Amerikalı polisin ölümüne neden olayı cep telefonu ile kaydettim

Bu köşede en son yazdığım yazı, ABD’deki polis şiddeti ve nedenleri ile ilgiliydi. Yazıda bu yıl 25 yılımı dolduracağım bu ülkede hiçbir polis şiddetine ya da herhangi bir gasp olayına şahit olmadığımı yazmıştım.

Haberin Devamı

27 Aralık Cumartesi akşamı bu kısmen değişti. New York’ta infaz edilen polis memurlarından Rafael Ramos’un cenazenin kaldırıldığı günün akşamı bir başka polisin ölümüne neden olayın tek şahidi bendim.

Bir arkadaşımı, New York’un tam karşısındaki New Jersey eyaletinde Türklerin yoğun olarak yaşadığı Cliffside Park kasabasındaki evine bırakıyordum. Arkadaşımın aracımdan inmesiyle birlikte sirenler çalarak hızla gelen 3 polis aracının hemen önümüzdeki sokağa girmeleri bir oldu. Otomobilimin New York Basın plakasına güvenerek bende hızla polislerin peşinden gittim. Polisler 2 sokak geçtikten sonra aniden durarak araçlarından indiler. Ben de New York Polis departmanının bana verdiği basın kartını boynuma asarak aracımdan inip yanlarına koştum. Gördüğümüz sahne sadece beni değil polisleri de şoka sokmuştu.

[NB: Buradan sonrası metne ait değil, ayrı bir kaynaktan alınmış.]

fn labeled_messages(lang: LanguageCode, text: &str, limits: &ReplyLimits) -> Vec<OutboundMessage> {
    let label = lang.label();
    let whole = format!("{}: {}", label, text);
    if whole.chars().count() <= limits.chunk_chars {
        return vec![OutboundMessage::text(whole)];
    }

    let chunks = split_into_chunks(text, limits.chunk_chars);
    let total = chunks.len();
    chunks
        .into_iter()
        .enumerate()
        .map(|(i, chunk)| OutboundMessage::text(format!("{} ({}/{}): {}", label, i + 1, total, chunk)))
        .collect()
}

/// Build the reply for a translation result.
///
/// Empty translations produce the apology. The result never holds more
/// than `max_messages` messages; anything beyond is dropped and logged.
pub fn format_reply(translations: &Translations, limits: &ReplyLimits) -> Vec<OutboundMessage> {
    if translations.is_empty() {
        return vec![OutboundMessage::text(APOLOGY_TEXT)];
    }

    let all_short = translations
        .values()
        .all(|text| text.chars().count() <= limits.short_threshold);

    if all_short {
        return match build_flex_message(translations, limits) {
            Ok(message) => vec![message],
            Err(e) => {
                warn!("Flex message construction failed ({}), sending plain text", e);
                vec![build_flattened_message(translations, limits)]
            }
        };
    }

    let mut messages: Vec<OutboundMessage> = translations
        .iter()
        .flat_map(|(lang, text)| labeled_messages(*lang, text, limits))
        .collect();

    if messages.len() > limits.max_messages {
        warn!(
            "Reply needs {} messages but only {} fit; dropping {}",
            messages.len(),
            limits.max_messages,
            messages.len() - limits.max_messages
        );
        messages.truncate(limits.max_messages);
    }

    messages
}

#[cfg(test)]
mod tests {
    use super::*;
    use proptest::prelude::*;

    fn translations(pairs: &[(LanguageCode, &str)]) -> Translations {
        pairs.iter().map(|(l, t)| (*l, t.to_string())).collect()
    }

    fn text_of(message: &OutboundMessage) -> &str {
        match message {
            OutboundMessage::Text { text } => text,
            OutboundMessage::Flex { .. } => panic!("expected a text message"),
        }
    }

    // ==================== Truncation Tests ====================

    #[test]
    fn test_truncate_chars() {
        assert_eq!(truncate_chars("hello", 10), "hello");
        assert_eq!(truncate_chars("hello", 5), "hello");
        assert_eq!(truncate_chars("hello world", 5), "hell…");
        assert_eq!(truncate_chars("こんにちは世界", 3), "こん…");
        assert_eq!(truncate_chars("abc", 0), "");
    }

    // ==================== Chunking Tests ====================

    #[test]
    fn test_short_text_is_one_chunk() {
        assert_eq!(split_into_chunks("Hello. World.", 100), vec!["Hello. World."]);
        assert!(split_into_chunks("", 100).is_empty());
    }

    #[test]
    fn test_chunks_break_at_sentences() {
        let chunks = split_into_chunks("First one. Second one. Third one.", 24);
        assert_eq!(chunks, vec!["First one. Second one.", " Third one."]);
    }

    #[test]
    fn test_terminal_runs_stay_together() {
        let chunks = split_into_chunks("本当？！はい。", 5);
        assert_eq!(chunks, vec!["本当？！", "はい。"]);
    }

    #[test]
    fn test_newline_is_a_boundary() {
        let chunks = split_into_chunks("line one\nline two\n", 10);
        assert_eq!(chunks, vec!["line one\n", "line two\n"]);
    }

    #[test]
    fn test_long_sentence_is_sliced() {
        let chunks = split_into_chunks(&"a".repeat(25), 10);
        assert_eq!(chunks.len(), 3);
        assert_eq!(chunks[2], "aaaaa");
    }

    #[test]
    fn test_sliced_tail_packs_with_next_sentence() {
        let chunks = split_into_chunks("aaaaaaaaaaaa. bb.", 10);
        assert_eq!(chunks, vec!["aaaaaaaaaa", "aa. bb."]);
    }

    #[test]
    fn test_3000_chars_at_1500_is_two_chunks() {
        let text = "字".repeat(3000);
        let chunks = split_into_chunks(&text, 1500);
        assert_eq!(chunks.len(), 2);
        assert!(chunks.iter().all(|c| c.chars().count() == 1500));
    }

    proptest! {
        #[test]
        fn prop_chunks_within_limit_and_reconstruct(
            text in "[a-zA-Zあ-ん 。！？.!?\n]{0,400}",
            limit in 1usize..80,
        ) {
            let chunks = split_into_chunks(&text, limit);
            for chunk in &chunks {
                prop_assert!(chunk.chars().count() <= limit);
                prop_assert!(!chunk.is_empty());
            }
            prop_assert_eq!(chunks.concat(), text);
        }

        #[test]
        fn prop_chunk_count_without_boundaries(
            text in "[a-z가-힣]{1,500}",
            limit in 1usize..100,
        ) {
            let chunks = split_into_chunks(&text, limit);
            let len = text.chars().count();
            prop_assert_eq!(chunks.len(), len.div_ceil(limit));
        }
    }

    // ==================== Reply Tests ====================

    #[test]
    fn test_empty_translations_yield_apology() {
        let messages = format_reply(&Translations::new(), &ReplyLimits::default());
        assert_eq!(messages, vec![OutboundMessage::text(APOLOGY_TEXT)]);
    }

    #[test]
    fn test_short_translations_use_flex() {
        let map = translations(&[
            (LanguageCode::En, "Hello"),
            (LanguageCode::Ko, "안녕하세요"),
            (LanguageCode::ZhTw, "你好"),
        ]);
        let messages = format_reply(&map, &ReplyLimits::default());
        assert_eq!(messages.len(), 1);

        let json = serde_json::to_value(&messages[0]).unwrap();
        assert_eq!(json["type"], "flex");
        assert_eq!(
            json["altText"],
            "多言語翻訳結果: 🇰🇷 한국어 안녕하세요 / 🇹🇼 中文 你好 / 🇺🇸 English Hello"
        );

        let body = &json["contents"]["body"]["contents"];
        assert_eq!(body[0]["text"], FLEX_TITLE);
        // title + 3 × (separator, label, text)
        assert_eq!(body.as_array().unwrap().len(), 10);
        assert_eq!(body[2]["text"], "🇰🇷 한국어");
        assert_eq!(body[3]["text"], "안녕하세요");
        assert_eq!(body[9]["text"], "Hello");
    }

    #[test]
    fn test_alt_text_is_truncated() {
        let long = "x".repeat(300);
        let map = translations(&[(LanguageCode::Ja, &long), (LanguageCode::En, &long)]);
        let limits = ReplyLimits::default();

        let OutboundMessage::Flex { alt_text, .. } = build_flex_message(&map, &limits).unwrap() else {
            panic!("expected flex");
        };
        assert_eq!(alt_text.chars().count(), limits.alt_text_max_chars);
        assert!(alt_text.ends_with(ELLIPSIS));
    }

    #[test]
    fn test_flex_failure_falls_back_to_flattened_text() {
        let map = translations(&[
            (LanguageCode::Ja, "やあ"),
            (LanguageCode::Ko, "안녕"),
            (LanguageCode::En, "Hi"),
        ]);
        let limits = ReplyLimits {
            max_sections: 2,
            ..ReplyLimits::default()
        };

        assert_eq!(
            build_flex_message(&map, &limits),
            Err(FlexError::TooManySections { count: 3, max: 2 })
        );

        let messages = format_reply(&map, &limits);
        assert_eq!(messages.len(), 1);
        assert_eq!(
            text_of(&messages[0]),
            "🌍 Translation\n\n🇯🇵 日本語\nやあ\n\n🇰🇷 한국어\n안녕\n\n🇺🇸 English\nHi"
        );
    }

    #[test]
    fn test_long_translation_switches_to_text_messages() {
        let long = "a".repeat(301);
        let map = translations(&[(LanguageCode::Ja, "短い"), (LanguageCode::En, &long)]);
        let messages = format_reply(&map, &ReplyLimits::default());

        assert_eq!(messages.len(), 2);
        assert_eq!(text_of(&messages[0]), "🇯🇵 日本語: 短い");
        assert_eq!(text_of(&messages[1]), format!("🇺🇸 English: {}", long));
    }

    #[test]
    fn test_long_translation_is_chunked_with_labels() {
        let long = "字".repeat(3000);
        let map = translations(&[(LanguageCode::ZhTw, &long), (LanguageCode::En, "Hi")]);
        let limits = ReplyLimits {
            chunk_chars: 1500,
            ..ReplyLimits::default()
        };

        let messages = format_reply(&map, &limits);

        assert_eq!(messages.len(), 3);
        assert!(text_of(&messages[0]).starts_with("🇹🇼 中文 (1/2): 字"));
        assert!(text_of(&messages[1]).starts_with("🇹🇼 中文 (2/2): 字"));
        assert_eq!(text_of(&messages[2]), "🇺🇸 English: Hi");
    }

    #[test]
    fn test_messages_are_capped() {
        let long = "b".repeat(1000);
        let map = translations(&[(LanguageCode::Ja, &long), (LanguageCode::En, &long)]);
        let limits = ReplyLimits {
            chunk_chars: 300,
            max_messages: 5,
            ..ReplyLimits::default()
        };

        let messages = format_reply(&map, &limits);

        // 4 chunks per language, only the first 5 messages survive
        assert_eq!(messages.len(), 5);
        assert!(text_of(&messages[3]).starts_with("🇯🇵 日本語 (4/4): "));
        assert!(text_of(&messages[4]).starts_with("🇺🇸 English (1/4): "));
    }

    #[test]
    fn test_flex_sections_are_truncated() {
        let map = translations(&[(LanguageCode::En, "abcdefghij")]);
        let limits = ReplyLimits {
            section_max_chars: 5,
            ..ReplyLimits::default()
        };

        let json = serde_json::to_value(build_flex_message(&map, &limits).unwrap()).unwrap();
        assert_eq!(json["contents"]["body"]["contents"][3]["text"], "abcd…");
    }
}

Karanlık bir mahalle arasında bir polis yerde kanlar içinde yatarken, diğeri şoka girmiş, adeta bir buda heykeli gibi hiç kıpırdamadan kaldırımda oturuyordu.
Birlikte olay yerine vardığımız polislerin hepsi telsizleri ile konuşarak yardım istiyordu. O anda gazeteci olduğumu tamamen unuttum. Polisler, yerde yatan genç meslekdaşlarını hareket ettirmekte çekinirken, ben ne yapmam gerektiğini düşünüyordum. Yolun ortasında ön camı kırılmış özel bir otomobil vardı. İçi boştu. Hemen gazeteci reflekslerim devreye girdi. Bu polislere ne olmuştu? Oldukça karanlık olan olay yerini, polis araçlarının kuvvetli, ancak dönen ışıkları daha da belirsizleştiriyordu. Polislere yine bir intikam infazı mı yapılmıştı?. Bu arada polislerin üzerlerinde silahları yoktu. Ama siyah üniformalarını giymişlerdi. Peki vuruldularsa vuran kişi neredeydi? Yoksa bir kazamıydı? Küçük bir sokakta nasıl böyle bir kaza olabilirdi. Bu sırada camı kırık olan araca giren yaşlıca bir kadının araçtan bir şişe su alıp, kaldırımda oturan polise verdiğini ve yerde hareketsiz yatan polise oldukça sakin bir ses tonu kullanarak ismi ile seslendiğini duydum. Bu kadın öyle sakindi ki, yardıma gelen polisler bile adeta ondan direktif alıyorlardı. Bu bölümü tam 44 saniye cep telefonumla kaydettim. Yerde kanlar içinde yatan polis, kendisine yapılan ilk müdahale, şoktaki diğer polis, yardıma koşan polislerin müdaheleleri ve camı parçalanmış araç, hepsini kaydettim.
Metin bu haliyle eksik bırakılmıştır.